● Input material

=-=-=-=-=

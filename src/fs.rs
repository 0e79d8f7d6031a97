use std::fs;
use std::path::Path;
use log::{debug, info};
use walkdir::WalkDir;
use crate::domain::{CloneOptions, CloneStats};
use crate::error::{Error, IoContext, Result};

/// Removes whatever sits at `path`, directory or file. Missing is fine.
pub fn remove_existing(path: &Path) -> Result<()> {
    let metadata = match fs::symlink_metadata(path) {
        Ok(m) => m,
        Err(e) if e.kind() == std::io::ErrorKind::NotFound => return Ok(()),
        Err(e) => return Err(e).at(path),
    };
    info!("Cleaning output directory: {}", path.display());
    if metadata.is_dir() {
        fs::remove_dir_all(path).at(path)
    } else {
        fs::remove_file(path).at(path)
    }
}

/// Copies one file, creating its parent directories first.
pub fn copy_file(src: &Path, dst: &Path) -> Result<()> {
    if let Some(parent) = dst.parent() {
        fs::create_dir_all(parent).at(parent)?;
    }
    debug!("Copying {} -> {}", src.display(), dst.display());
    fs::copy(src, dst).at(dst)?;
    Ok(())
}

/// Replaces `dst` with a full recursive copy of `src`.
///
/// The destination is removed wholesale before copying; there is no backup.
/// When `options.ignore` is set, any entry whose name matches it is left out,
/// and matching directories are not descended into.
pub fn copy_clean_tree(src: &Path, dst: &Path, options: &CloneOptions) -> Result<CloneStats> {
    if !src.exists() {
        return Err(Error::not_found(src));
    }
    remove_existing(dst)?;

    let mut stats = CloneStats::default();
    let mut excluded_count = 0;
    let walker = WalkDir::new(src)
        .follow_links(true)
        .sort_by_file_name()
        .into_iter()
        .filter_entry(|entry| {
            if entry.depth() == 0 {
                return true;
            }
            let excluded = is_excluded(options, entry.file_name());
            if excluded {
                debug!("Excluding {}", entry.path().display());
                excluded_count += 1;
            }
            !excluded
        });

    for entry in walker {
        let entry = entry?;
        // Root-relative; `strip_prefix` cannot fail for entries under `src`.
        let relative = entry.path().strip_prefix(src).unwrap_or(entry.path());
        let target = dst.join(relative);
        if entry.file_type().is_dir() {
            fs::create_dir_all(&target).at(&target)?;
            stats.dirs += 1;
        } else {
            fs::copy(entry.path(), &target).at(&target)?;
            stats.files += 1;
        }
    }
    stats.excluded = excluded_count;

    info!(
        "Cloned {} -> {} ({} files, {} dirs, {} excluded)",
        src.display(),
        dst.display(),
        stats.files,
        stats.dirs,
        stats.excluded
    );
    Ok(stats)
}

fn is_excluded(options: &CloneOptions, name: &std::ffi::OsStr) -> bool {
    match (&options.ignore, name.to_str()) {
        (Some(pattern), Some(name)) => pattern.matches(name),
        _ => false,
    }
}

#[cfg(test)]
mod tests {
    use super::*;
    use glob::Pattern;
    use std::path::PathBuf;
    use tempfile::TempDir;

    fn write(root: &Path, rel: &str, content: &str) {
        let path = root.join(rel);
        fs::create_dir_all(path.parent().unwrap()).unwrap();
        fs::write(path, content).unwrap();
    }

    fn list(root: &Path) -> Vec<PathBuf> {
        let mut files: Vec<PathBuf> = WalkDir::new(root)
            .into_iter()
            .filter_map(|e| e.ok())
            .filter(|e| e.file_type().is_file())
            .map(|e| e.path().strip_prefix(root).unwrap().to_path_buf())
            .collect();
        files.sort();
        files
    }

    #[test]
    fn test_clone_copies_whole_tree() {
        let temp = TempDir::new().unwrap();
        let src = temp.path().join("extracted");
        let dst = temp.path().join("composed");
        write(&src, "Knights.bsa/meshes/a.nif", "a");
        write(&src, "Knights.bsa/textures/b.dds", "b");
        fs::create_dir_all(src.join("empty")).unwrap();

        let stats = copy_clean_tree(&src, &dst, &CloneOptions::default()).unwrap();

        assert_eq!(stats.files, 2);
        assert!(dst.join("empty").is_dir());
        assert_eq!(list(&src), list(&dst));
        assert_eq!(
            fs::read_to_string(dst.join("Knights.bsa/meshes/a.nif")).unwrap(),
            "a"
        );
    }

    #[test]
    fn test_clone_is_idempotent_and_drops_stale_files() {
        let temp = TempDir::new().unwrap();
        let src = temp.path().join("src");
        let dst = temp.path().join("dst");
        write(&src, "x/one.nif", "1");

        copy_clean_tree(&src, &dst, &CloneOptions::default()).unwrap();
        let first = list(&dst);
        write(&dst, "stale.nif", "old");
        write(&dst, "x/one.nif", "tampered");

        copy_clean_tree(&src, &dst, &CloneOptions::default()).unwrap();

        assert_eq!(list(&dst), first);
        assert_eq!(fs::read_to_string(dst.join("x/one.nif")).unwrap(), "1");
    }

    #[test]
    fn test_clone_missing_source_leaves_destination() {
        let temp = TempDir::new().unwrap();
        let dst = temp.path().join("dst");
        write(&dst, "keep.nif", "k");

        let err = copy_clean_tree(&temp.path().join("nope"), &dst, &CloneOptions::default())
            .unwrap_err();

        assert!(matches!(err, Error::NotFound { .. }));
        assert!(dst.join("keep.nif").exists());
    }

    #[test]
    fn test_clone_ignore_pattern_excludes_files_and_dirs() {
        let temp = TempDir::new().unwrap();
        let src = temp.path().join("src");
        let dst = temp.path().join("dst");
        write(&src, "meshes/a.nif", "a");
        write(&src, "meshes/a_far.nif", "far");
        write(&src, "skip_far.nif/inner.nif", "inner");

        let options = CloneOptions {
            ignore: Some(Pattern::new("*_far.nif").unwrap()),
        };
        let stats = copy_clean_tree(&src, &dst, &options).unwrap();

        assert_eq!(list(&dst), vec![PathBuf::from("meshes/a.nif")]);
        assert_eq!(stats.excluded, 2);
    }

    #[test]
    fn test_remove_existing_handles_file_and_missing() {
        let temp = TempDir::new().unwrap();
        let file = temp.path().join("file");
        fs::write(&file, "x").unwrap();

        remove_existing(&file).unwrap();
        assert!(!file.exists());
        remove_existing(&file).unwrap();
    }
}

=-=-=-=-=

● Problem
All the entries above need to be repeated word for word.

● Output of the task
filename src/fs.rs
repository 0e79d8f7d6031a97
use std::fs;
use std::path::Path;
use log::{debug, info};
use walkdir::WalkDir;
use crate::domain::{CloneOptions, CloneStats};
use crate::error::{Error, IoContext, Result};

/// Removes whatever sits at `path`, directory or file. Missing is fine.
pub fn remove_existing(path: &Path) -> Result<()> {
    let metadata = match fs::symlink_metadata(path) {
        Ok(m) => m,
        Err(e) if e.kind() == std::io::ErrorKind::NotFound => return Ok(()),
        Err(e) => return Err(e).at(path),
    };
    info!("Cleaning output directory: {}", path.display());
    if metadata.is_dir() {
        fs::remove_dir_all(path).at(path)
    } else {
        fs::remove_file(path).at(path)
    }
}

/// Copies one file, creating its parent directories first.
pub fn copy_file(src: &Path, dst: &Path) -> Result<()> {
    if let Some(parent) = dst.parent() {
        fs::create_dir_all(parent).at(parent)?;
    }
    debug!("Copying {} -> {}", src.display(), dst.display());
    fs::copy(src, dst).at(dst)?;
    Ok(())
}

/// Replaces `dst` with a full recursive copy of `src`.
///
/// The destination is removed wholesale before copying; there is no backup.
/// When `options.ignore` is set, any entry whose name matches it is left out,
/// and matching directories are not descended into.
pub fn copy_clean_tree(src: &Path, dst: &Path, options: &CloneOptions) -> Result<CloneStats> {
    if !src.exists() {
        return Err(Error::not_found(src));
    }
    remove_existing(dst)?;

    let mut stats = CloneStats::default();
    let mut excluded_count = 0;
    let walker = WalkDir::new(src)
        .follow_links(true)
        .sort_by_file_name()
        .into_iter()
        .filter_entry(|entry| {
            if entry.depth() == 0 {
                return true;
            }
            let excluded = is_excluded(options, entry.file_name());
            if excluded {
                debug!("Excluding {}", entry.path().display());
                excluded_count += 1;
            }
            !excluded
        });

    for entry in walker {
        let entry = entry?;
        // Root-relative; `strip_prefix` cannot fail for entries under `src`.
        let relative = entry.path().strip_prefix(src).unwrap_or(entry.path());
        let target = dst.join(relative);
        if entry.file_type().is_dir() {
            fs::create_dir_all(&target).at(&target)?;
            stats.dirs += 1;
        } else {
            fs::copy(entry.path(), &target).at(&target)?;
            stats.files += 1;
        }
    }
    stats.excluded = excluded_count;

    info!(
        "Cloned {} -> {} ({} files, {} dirs, {} excluded)",
        src.display(),
        dst.display(),
        stats.files,
        stats.dirs,
        stats.excluded
    );
    Ok(stats)
}

fn is_excluded(options: &CloneOptions, name: &std::ffi::OsStr) -> bool {
    match (&options.ignore, name.to_str()) {
        (Some(pattern), Some(name)) => pattern.matches(name),
        _ => false,
    }
}

#[cfg(test)]
mod tests {
    use super::*;
    use glob::Pattern;
    use std::path::PathBuf;
    use tempfile::TempDir;

    fn write(root: &Path, rel: &str, content: &str) {
        let path = root.join(rel);
        fs::create_dir_all(path.parent().unwrap()).unwrap();
        fs::write(path, content).unwrap();
    }

    fn list(root: &Path) -> Vec<PathBuf> {
        let mut files: Vec<PathBuf> = WalkDir::new(root)
            .into_iter()
            .filter_map(|e| e.ok())
            .filter(|e| e.file_type().is_file())
            .map(|e| e.path().strip_prefix(root).unwrap().to_path_buf())
            .collect();
        files.sort();
        files
    }

    #[test]
    fn test_clone_copies_whole_tree() {
        let temp = TempDir::new().unwrap();
        let src = temp.path().join("extracted");
        let dst = temp.path().join("composed");
        write(&src, "Knights.bsa/meshes/a.nif", "a");
        write(&src, "Knights.bsa/textures/b.dds", "b");
        fs::create_dir_all(src.join("empty")).unwrap();

        let stats = copy_clean_tree(&src, &dst, &CloneOptions::default()).unwrap();

        assert_eq!(stats.files, 2);
        assert!(dst.join("empty").is_dir());
        assert_eq!(list(&src), list(&dst));
        assert_eq!(
            fs::read_to_string(dst.join("Knights.bsa/meshes/a.nif")).unwrap(),
            "a"
        );
    }

    #[test]
    fn test_clone_is_idempotent_and_drops_stale_files() {
        let temp = TempDir::new().unwrap();
        let src = temp.path().join("src");
        let dst = temp.path().join("dst");
        write(&src, "x/one.nif", "1");

        copy_clean_tree(&src, &dst, &CloneOptions::default()).unwrap();
        let first = list(&dst);
        write(&dst, "stale.nif", "old");
        write(&dst, "x/one.nif", "tampered");

        copy_clean_tree(&src, &dst, &CloneOptions::default()).unwrap();

        assert_eq!(list(&dst), first);
        assert_eq!(fs::read_to_string(dst.join("x/one.nif")).unwrap(), "1");
    }

    #[test]
    fn test_clone_missing_source_leaves_destination() {
        let temp = TempDir::new().unwrap();
        let dst = temp.path().join("dst");
        write(&dst, "keep.nif", "k");

        let err = copy_clean_tree(&temp.path().join("nope"), &dst, &CloneOptions::default())
            .unwrap_err();

        assert!(matches!(err, Error::NotFound { .. }));
        assert!(dst.join("keep.nif").exists());
    }

    #[test]
    fn test_clone_ignore_pattern_excludes_files_and_dirs() {
        let temp = TempDir::new().unwrap();
        let src = temp.path().join("src");
        let dst = temp.path().join("dst");
        write(&src, "meshes/a.nif", "a");
        write(&src, "meshes/a_far.nif", "far");
        write(&src, "skip_far.nif/inner.nif", "inner");

        let options = CloneOptions {
            ignore: Some(Pattern::new("*_far.nif").unwrap()),
        };
        let stats = copy_clean_tree(&src, &dst, &options).unwrap();

        assert_eq!(list(&dst), vec![PathBuf::from("meshes/a.nif")]);
        assert_eq!(stats.excluded, 2);
    }

    #[test]
    fn test_remove_existing_handles_file_and_missing() {
        let temp = TempDir::new().unwrap();
        let file = temp.path().join("file");
        fs::write(&file, "x").unwrap();

        remove_existing(&file).unwrap();
        assert!(!file.exists());
        remove_existing(&file).unwrap();
    }
}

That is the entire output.